Als fähiger Akademiker wurde er beschrieben, und doch kopierte er seine Dissertation, zu der er erst mit Ausnahmegenehmigung zugelassen worden war, ungeniert aus zahlreichen Quellen zusammen.

Als nachdenklich wurde er beschrieben, und doch handelte er sprunghaft, als er Schneiderhahn, Wichert und Schulz (vorübergehend) ihres Amtes enthob und als er mitteilte, das Bombardement von Kundus sei erst angemessen, dann nicht angemessen gewesen.

Als aufrichtig und glaubwürdig wurde er beschrieben, und doch informierte er in Sachen Kundus den Bundestag unzureichend, und doch plagiierte er bei seiner Dissertation im großen Stil, um dann die Öffentlichkeit über Tage ungeniert anzulügen.

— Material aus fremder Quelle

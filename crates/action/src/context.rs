//! Ambient identity context attached to outgoing action requests.
//!
//! The lifecycle framework records which flow is running (password reset,
//! registration, ...) and who started it. The dispatch core only reads it,
//! through [`AmbientContext`], and copies it onto the request unchanged.
//!
//! [`IdentityContext`] is stored per thread: activate one for the duration
//! of a closure with [`IdentityContext::scope_sync`].

use std::cell::RefCell;
use std::fmt;

use serde::{Deserialize, Serialize};

/// Name of the identity flow an operation runs under.
#[derive(Debug, Clone, Copy, PartialEq, Eq, Hash, Serialize, Deserialize)]
#[serde(rename_all = "kebab-case")]
#[non_exhaustive]
pub enum FlowName {
    /// Forgotten or administrator-triggered password reset.
    PasswordReset,
    /// Self or administrator user registration.
    UserRegistration,
    /// Registration completed by an invited user.
    InvitedUserRegistration,
    /// Profile attribute update.
    ProfileUpdate,
    /// Credential update outside a reset flow.
    UserCredentialUpdate,
    /// Login.
    Login,
}

impl FlowName {
    /// Stable kebab-case identifier.
    pub const fn as_str(self) -> &'static str {
        match self {
            Self::PasswordReset => "password-reset",
            Self::UserRegistration => "user-registration",
            Self::InvitedUserRegistration => "invited-user-registration",
            Self::ProfileUpdate => "profile-update",
            Self::UserCredentialUpdate => "user-credential-update",
            Self::Login => "login",
        }
    }
}

/// Who initiated the flow.
#[derive(Debug, Clone, Copy, PartialEq, Eq, Hash, Serialize, Deserialize)]
#[serde(rename_all = "kebab-case")]
#[non_exhaustive]
pub enum InitiatingPersona {
    /// An administrator acting on another user.
    Admin,
    /// An application acting on its own authority.
    Application,
    /// The user acting on their own account.
    User,
}

impl InitiatingPersona {
    /// Stable kebab-case identifier.
    pub const fn as_str(self) -> &'static str {
        match self {
            Self::Admin => "admin",
            Self::Application => "application",
            Self::User => "user",
        }
    }
}

/// The running flow.
#[derive(Debug, Clone, Copy, PartialEq, Eq, Hash, Serialize, Deserialize)]
pub struct Flow {
    /// Flow name.
    pub name: FlowName,
    /// Flow initiator.
    pub initiating_persona: InitiatingPersona,
}

impl Flow {
    /// Create a flow descriptor.
    pub const fn new(name: FlowName, initiating_persona: InitiatingPersona) -> Self {
        Self {
            name,
            initiating_persona,
        }
    }
}

impl fmt::Display for Flow {
    fn fmt(&self, f: &mut fmt::Formatter<'_>) -> fmt::Result {
        write!(f, "{} ({})", self.name.as_str(), self.initiating_persona.as_str())
    }
}

/// Request-scoped identity context.
#[derive(Debug, Clone, Default, PartialEq, Eq, Serialize, Deserialize)]
pub struct IdentityContext {
    /// The running flow, if the framework recorded one.
    pub flow: Option<Flow>,
    /// Tenant the operation belongs to.
    pub tenant_domain: Option<String>,
}

thread_local! {
    static CURRENT: RefCell<IdentityContext> = RefCell::new(IdentityContext::default());
}

impl IdentityContext {
    /// Create an empty context.
    #[must_use]
    pub fn new() -> Self {
        Self::default()
    }

    /// Set the running flow.
    #[must_use]
    pub fn with_flow(mut self, flow: Flow) -> Self {
        self.flow = Some(flow);
        self
    }

    /// Set the tenant domain.
    #[must_use]
    pub fn with_tenant_domain(mut self, tenant_domain: impl Into<String>) -> Self {
        self.tenant_domain = Some(tenant_domain.into());
        self
    }

    /// Snapshot of the context active on this thread.
    #[must_use]
    pub fn current() -> Self {
        CURRENT.with(|c| c.borrow().clone())
    }

    /// Run a closure with this context active on the current thread.
    ///
    /// Nesting is supported; the previous context is restored on return.
    pub fn scope_sync<R>(self, f: impl FnOnce() -> R) -> R {
        let prev = CURRENT.with(|cell| cell.replace(self));
        let result = f();
        CURRENT.with(|cell| cell.replace(prev));
        result
    }
}

/// Read access to the ambient identity context.
pub trait AmbientContext: Send + Sync {
    /// The context of the operation currently being intercepted.
    fn current(&self) -> IdentityContext;
}

/// Reads the context activated on the calling thread.
#[derive(Debug, Clone, Copy, Default)]
pub struct ThreadLocalContext;

impl AmbientContext for ThreadLocalContext {
    fn current(&self) -> IdentityContext {
        IdentityContext::current()
    }
}

/// A fixed context, handy for embedding and tests.
impl AmbientContext for IdentityContext {
    fn current(&self) -> IdentityContext {
        self.clone()
    }
}
//! The user store an intercepted operation targets

/// Domain name of the primary user store.
pub const PRIMARY_DOMAIN_NAME: &str = "PRIMARY";

/// Read access to the user store handling the intercepted operation.
pub trait UserStoreContext {
    /// Domain name of the store, e.g. `PRIMARY` or `SECONDARY.LDAP`.
    fn domain_name(&self) -> String;
}

/// A user store identified by its domain name.
#[derive(Debug, Clone, PartialEq, Eq)]
pub struct UserStore {
    domain_name: Option<String>,
}

impl UserStore {
    /// The primary user store.
    pub fn primary() -> Self {
        Self { domain_name: None }
    }

    /// A secondary user store. A blank name denotes the primary store.
    pub fn with_domain(domain_name: impl Into<String>) -> Self {
        let domain_name = domain_name.into();
        let domain_name = (!domain_name.trim().is_empty()).then_some(domain_name);
        Self { domain_name }
    }
}

impl Default for UserStore {
    fn default() -> Self {
        Self::primary()
    }
}

impl UserStoreContext for UserStore {
    fn domain_name(&self) -> String {
        self.domain_name
            .clone()
            .unwrap_or_else(|| PRIMARY_DOMAIN_NAME.to_owned())
    }
}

Als guter Bundeswehrchef wurde er beschrieben, und doch verschanzte er sich noch bei seiner Rücktrittsrede hinter den Särgen von getöteten Soldaten.

Als selbstkritisch wurde er beschrieben, und doch ließ er in seiner Abschiedsrede mit keinem Wort erkennen, er habe verstanden, worum es eigentlich ging.

Als Macher wurde er beschrieben, und doch hat er bislang allenfalls eine große Reform angestoßen, deren Finanzierung gleichwohl noch nicht gesichert ist.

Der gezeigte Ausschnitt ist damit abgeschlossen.